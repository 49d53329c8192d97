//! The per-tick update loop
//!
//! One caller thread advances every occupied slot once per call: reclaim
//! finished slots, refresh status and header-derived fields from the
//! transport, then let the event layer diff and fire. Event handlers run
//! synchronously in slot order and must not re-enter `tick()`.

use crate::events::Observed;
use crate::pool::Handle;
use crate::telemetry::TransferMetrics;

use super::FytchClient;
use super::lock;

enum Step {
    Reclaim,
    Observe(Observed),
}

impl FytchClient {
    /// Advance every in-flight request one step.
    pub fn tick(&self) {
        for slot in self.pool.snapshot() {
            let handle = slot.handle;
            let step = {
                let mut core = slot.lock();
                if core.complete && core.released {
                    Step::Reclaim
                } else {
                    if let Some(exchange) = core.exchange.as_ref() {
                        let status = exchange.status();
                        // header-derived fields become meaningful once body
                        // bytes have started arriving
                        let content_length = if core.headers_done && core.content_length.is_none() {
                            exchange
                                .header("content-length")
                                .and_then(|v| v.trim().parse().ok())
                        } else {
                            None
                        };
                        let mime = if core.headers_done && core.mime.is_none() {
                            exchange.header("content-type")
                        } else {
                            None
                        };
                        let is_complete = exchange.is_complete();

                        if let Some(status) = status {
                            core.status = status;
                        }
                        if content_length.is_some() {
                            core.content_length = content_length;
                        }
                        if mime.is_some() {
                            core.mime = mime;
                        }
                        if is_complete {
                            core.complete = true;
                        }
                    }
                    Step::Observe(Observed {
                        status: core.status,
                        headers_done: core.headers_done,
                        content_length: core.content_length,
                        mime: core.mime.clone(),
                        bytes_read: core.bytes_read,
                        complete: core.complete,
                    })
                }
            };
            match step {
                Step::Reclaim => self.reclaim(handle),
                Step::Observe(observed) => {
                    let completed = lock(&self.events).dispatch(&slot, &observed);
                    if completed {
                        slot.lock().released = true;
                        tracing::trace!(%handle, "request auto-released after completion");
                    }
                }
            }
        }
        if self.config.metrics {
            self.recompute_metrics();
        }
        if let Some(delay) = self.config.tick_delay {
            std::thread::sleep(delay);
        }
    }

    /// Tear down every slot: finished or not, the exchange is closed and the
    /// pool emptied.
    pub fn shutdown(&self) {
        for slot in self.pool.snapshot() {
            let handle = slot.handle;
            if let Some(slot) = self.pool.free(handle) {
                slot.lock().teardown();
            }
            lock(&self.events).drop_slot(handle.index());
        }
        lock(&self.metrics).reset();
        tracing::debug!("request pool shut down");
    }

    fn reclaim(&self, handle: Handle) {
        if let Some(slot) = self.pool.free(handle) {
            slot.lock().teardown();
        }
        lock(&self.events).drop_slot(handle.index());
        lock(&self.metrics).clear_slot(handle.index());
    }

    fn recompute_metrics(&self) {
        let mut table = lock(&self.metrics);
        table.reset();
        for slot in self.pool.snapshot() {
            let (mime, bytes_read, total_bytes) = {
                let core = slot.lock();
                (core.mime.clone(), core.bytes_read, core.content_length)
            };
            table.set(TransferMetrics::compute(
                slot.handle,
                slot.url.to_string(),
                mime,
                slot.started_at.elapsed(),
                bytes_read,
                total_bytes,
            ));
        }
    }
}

Task brief:
What do the lines of the material read, from the first through the line with "use super::lock;"? Transcribe them exactly and stop there.

Response to the task:
repository 49d53329c8192d97
//! The per-tick update loop
//!
//! One caller thread advances every occupied slot once per call: reclaim
//! finished slots, refresh status and header-derived fields from the
//! transport, then let the event layer diff and fire. Event handlers run
//! synchronously in slot order and must not re-enter `tick()`.

use crate::events::Observed;
use crate::pool::Handle;
use crate::telemetry::TransferMetrics;

use super::FytchClient;
use super::lock;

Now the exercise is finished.